5. Not Taking Advantage of Tax-Favored Investments- IRAs, 401Ks, etc.: These offer massive tax benefits, which work out to be free money (especially if you have an employer matched 401K), and turning them down is a huge mistake. My NYC friend, despite my advice that he do so, has failed to create & contribute to a Roth IRA. If he had done so for the last two years (contributed $8K) that $8K (assuming a 10% return) would have returned about $256K in 36 years (when he turned 62). If he is taxed at a 28% federal rate and a 6% state rate, then that Roth would have saved him around $87,040 in taxes.
Sunday, June 17, 2007
Bonds? What are they good for?
I read somewhere that there has never been a 10 year period where the average return on bonds has been better than the average return on stocks. This seems to imply that if you are investing for 10 years down the line or more (as I am), you should not own bonds.
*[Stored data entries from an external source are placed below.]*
//! `default_value`: seeds a store's `current` before it has ever run.

use async_trait::async_trait;

use crate::context::{Context, ContextKey};
use crate::continuation::Continuation;
use crate::error::RuntimeError;
use crate::operation::{Modifier, Runnable};

/// The per-value-type context slot `default_value` writes into. Keyed
/// purely by `V`'s `TypeId`, so two `default_value` modifiers over the
/// same `V` in one chain overwrite rather than accumulate — matching
/// "last one wins" for a single scalar default.
fn default_value_key<V: Clone + Send + Sync + 'static>() -> ContextKey<Option<V>> {
    ContextKey::new("operation.default_value", || None)
}

/// Reads the default value `default_value` (if any) seeded for `V`. Used
/// by [`Store`](crate::store::Store) construction to pick a state's
/// initial value.
pub fn read_default<V: Clone + Send + Sync + 'static>(ctx: &Context) -> Option<V> {
    ctx.get(&default_value_key::<V>())
}

/// Seeds `context`'s default-value slot for `V`, read by the
/// [`Store`](crate::store::Store) when it constructs the operation's
/// initial state, before any run has happened.
pub struct DefaultValue<V> {
    value: V,
}

impl<V: Clone + Send + Sync + 'static> DefaultValue<V> {
    /// The store's `current` reads as `value` until the first run
    /// completes.
    pub fn new(value: V) -> Self {
        Self { value }
    }
}

#[async_trait]
impl<Inner> Modifier<Inner> for DefaultValue<Inner::Value>
where
    Inner: Runnable,
{
    fn setup(&self, ctx: &mut Context, _inner: &Inner) {
        ctx.set(&default_value_key::<Inner::Value>(), Some(self.value.clone()));
    }

    async fn run(
        &self,
        input: Inner::Input,
        ctx: Context,
        cont: Continuation<Inner::Value, Inner::Failure>,
        inner: &Inner,
    ) -> Result<Inner::Value, RuntimeError<Inner::Failure>> {
        inner.execute(input, ctx, cont).await
    }
}

#[cfg(test)]
mod tests {
    use super::*;

    #[test]
    fn unset_default_reads_as_none() {
        let ctx = Context::new();
        assert_eq!(read_default::<i32>(&ctx), None);
    }

    #[test]
    fn setup_seeds_the_typed_slot() {
        let mut ctx = Context::new();
        ctx.set(&default_value_key::<i32>(), Some(9));
        assert_eq!(read_default::<i32>(&ctx), Some(9));
    }
}
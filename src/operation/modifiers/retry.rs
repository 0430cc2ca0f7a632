//! `retry`: re-runs a failed operation up to a fixed number of times, with
//! a configurable [`Backoff`] between attempts.

use std::sync::Arc;

use async_trait::async_trait;

use crate::clock::{Backoff, Delayer};
use crate::context::{keys, Context};
use crate::continuation::Continuation;
use crate::error::RuntimeError;
use crate::operation::{Modifier, Runnable};

/// Re-runs the wrapped operation on failure, up to `limit` extra attempts
/// beyond the first.
///
/// `retry_index` is set in the `Context` before each attempt (`0`-based),
/// readable by the operation itself or by diagnostics. Attempts
/// `0..limit` are retried on failure, after a delay from `backoff`;
/// attempt `limit` is final and its result — success or failure — is
/// returned directly with no further delay. A [`RuntimeError::Cancelled`]
/// or [`RuntimeError::ClientUnavailable`] from the inner operation is
/// never retried and propagates immediately.
pub struct Retry {
    limit: u32,
    backoff: Option<Backoff>,
    delayer: Option<Arc<dyn Delayer>>,
}

impl Retry {
    /// Retries up to `limit` times using the ambient `context.backoff`
    /// and `context.delayer`.
    pub fn new(limit: u32) -> Self {
        Self {
            limit,
            backoff: None,
            delayer: None,
        }
    }

    /// Overrides the backoff policy for this modifier instance.
    pub fn with_backoff(mut self, backoff: Backoff) -> Self {
        self.backoff = Some(backoff);
        self
    }

    /// Overrides the delayer for this modifier instance (mainly for
    /// tests).
    pub fn with_delayer(mut self, delayer: Arc<dyn Delayer>) -> Self {
        self.delayer = Some(delayer);
        self
    }
}

#[async_trait]
impl<Inner: Runnable> Modifier<Inner> for Retry {
    fn setup(&self, ctx: &mut Context, _inner: &Inner) {
        ctx.set(&keys::RETRY_LIMIT, keys::RetryLimit(self.limit));
        if let Some(backoff) = &self.backoff {
            ctx.set(&keys::BACKOFF, backoff.clone());
        }
    }

    async fn run(
        &self,
        input: Inner::Input,
        ctx: Context,
        cont: Continuation<Inner::Value, Inner::Failure>,
        inner: &Inner,
    ) -> Result<Inner::Value, RuntimeError<Inner::Failure>> {
        let backoff = self.backoff.clone().unwrap_or_else(|| ctx.get(&keys::BACKOFF));
        let delayer = self.delayer.clone().unwrap_or_else(|| ctx.get(&keys::DELAYER));

        for attempt in 0..self.limit {
            let mut run_ctx = ctx.child();
            run_ctx.set(&keys::RETRY_INDEX, keys::RetryIndex(attempt));
            match inner.execute(input.clone(), run_ctx, cont.clone()).await {
                Ok(value) => return Ok(value),
                Err(RuntimeError::Operation(_)) => {
                    delayer.delay(backoff.delay_for(attempt + 1)).await;
                }
                Err(other) => return Err(other),
            }
        }

        let mut final_ctx = ctx.child();
        final_ctx.set(&keys::RETRY_INDEX, keys::RetryIndex(self.limit));
        inner.execute(input, final_ctx, cont).await
    }
}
Right now I have no bonds in my portfolio, but as I start investing outside of my 401K, I am torn between the feeling that I need to diversify in case stocks tank, and by my concern that I would be sinking my long term rate of return. I am not sure what investment vehicles out there are better positioned as a hedge against a falling stock market.
My plan right now is to invest around 10% of my portfolio in tax-free municipal bonds, which make sense given my temporary high income tax bracket. The question I have is:
Is this small risk hedge worth the drag on my total rate of return?